GEOTECNOLOGIAS APLICADAS À AVALIAÇÃO GEOESPACIAL DOS GEOSSÍTIOS DO GEOPARQUE SERRA DO SINCORÁ (PROPOSTO), CHAPADA DIAMANTINA, BAHIA, BRASIL
DOI:
https://doi.org/10.14393/BGJ-v17n1-a2026-81010Palavras-chave:
Geoparque Serra do Sincorá, Chapada Diamantina, Patrimônio geológico, GeossítioResumo
O estudo aborda a aplicação de geotecnologias na avaliação geoambiental dos geossítios do Geoparque Serra do Sincorá, situado na Chapada Diamantina (Bahia).
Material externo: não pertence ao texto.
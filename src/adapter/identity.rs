//! Stable interface identity derived from a live adapter.

use std::fmt;

use serde::{Deserialize, Serialize};

/// Interface LUID identifying an adapter to the OS network stack.
///
/// This is a weak reference: it identifies the adapter but does not keep
/// it alive. It is only meaningful while the owning
/// [`AdapterHandle`](super::AdapterHandle) has not been released.
///
/// Layout of the 64-bit value: bits 0..24 reserved, bits 24..48 the
/// per-type interface index, bits 48..64 the IANA interface type.
#[derive(Debug, Clone, Copy, PartialEq, Eq, Hash, Default, Serialize, Deserialize)]
#[serde(transparent)]
pub struct AdapterIdentity(u64);

impl AdapterIdentity {
    /// Wraps a raw LUID value.
    #[must_use]
    pub const fn from_luid(luid: u64) -> Self {
        Self(luid)
    }

    /// Returns the raw LUID value.
    #[must_use]
    pub const fn luid(self) -> u64 {
        self.0
    }

    /// Returns the LUID's per-type interface index.
    #[must_use]
    pub const fn net_luid_index(self) -> u32 {
        ((self.0 >> 24) & 0x00FF_FFFF) as u32
    }

    /// Returns the IANA interface type encoded in the LUID.
    #[must_use]
    pub const fn if_type(self) -> u16 {
        (self.0 >> 48) as u16
    }
}

impl fmt::Display for AdapterIdentity {
    fn fmt(&self, f: &mut fmt::Formatter<'_>) -> fmt::Result {
        write!(f, "luid:0x{:016X}", self.0)
    }
}

#[cfg(test)]
mod tests {
    use super::*;

    /// `IF_TYPE_PROP_VIRTUAL`, the type Wintun adapters register with.
    const PROP_VIRTUAL: u64 = 53;

    #[test]
    fn decodes_luid_fields() {
        let identity = AdapterIdentity::from_luid((PROP_VIRTUAL << 48) | (7 << 24));

        assert_eq!(identity.if_type(), 53);
        assert_eq!(identity.net_luid_index(), 7);
    }

    #[test]
    fn reserved_bits_do_not_leak_into_index() {
        let identity = AdapterIdentity::from_luid(0x00FF_FFFF);
        assert_eq!(identity.net_luid_index(), 0);
        assert_eq!(identity.if_type(), 0);
    }

    #[test]
    fn display_shows_hex_luid() {
        let identity = AdapterIdentity::from_luid(0x0035_0000_0700_0000);
        assert_eq!(identity.to_string(), "luid:0x0035000007000000");
    }
}
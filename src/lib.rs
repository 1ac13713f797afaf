//! adapterctl: virtual network adapter lifecycle management
//!
//! A library for creating TUN-style virtual adapters through a pluggable
//! driver backend, configuring their IP interface (MTU, metric) and
//! releasing them exactly once.

pub mod adapter;
pub mod config;
pub mod interface;
pub mod native;
pub mod provision;

#[cfg(test)]
mod test_fixtures;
Fundamentado nos conceitos de geopatrimônio, geoconservação e análise ambiental, utiliza uma abordagem quali-quantitativa baseada em Sistemas de Informações Geográficas (SIG), com sobreposição de camadas. Foram empregados dados de sensoriamento remoto, como imagens orbitais, modelo digital de elevação, bases vetoriais geológicas, geomorfológicas e ambientais, além dos registros da plataforma GEOSSIT. A análise contemplou 32 geossítios, organizados por classes temáticas e avaliados segundo critérios de litologia, relevo, declividade, enquadramento em unidades de conservação, cobertura vegetal e pelo Índice de Vegetação de Diferença Normalizada (NDVI). Os resultados evidenciam o papel da litologia na distribuição dos geossítios, com destaque para terrenos mesoproterozoicos do Supergrupo Espinhaço, especialmente da Formação Tombador. Os arenitos dessa formação, de alta competência, sustentam escarpas, vales encaixados e mirantes de grande valor cênico. Do ponto de vista ambiental, predomina vegetação arbustiva associada aos campos rupestres e à sazonalidade climática, o que implica sensibilidade ao uso público. Observou-se que mais de 80% dos geossítios estão inseridos em unidades de conservação, embora persistam pressões antrópicas e lacunas nos instrumentos de proteção. Conclui-se que o uso de geotecnologias fornece subsídios técnicos relevantes para a elaboração de mapas temáticos, que se configuram como ferramentas estratégicas para orientar diretrizes de uso dos geossítios e apoiar o planejamento territorial no contexto do Geoparque Serra do Sincorá.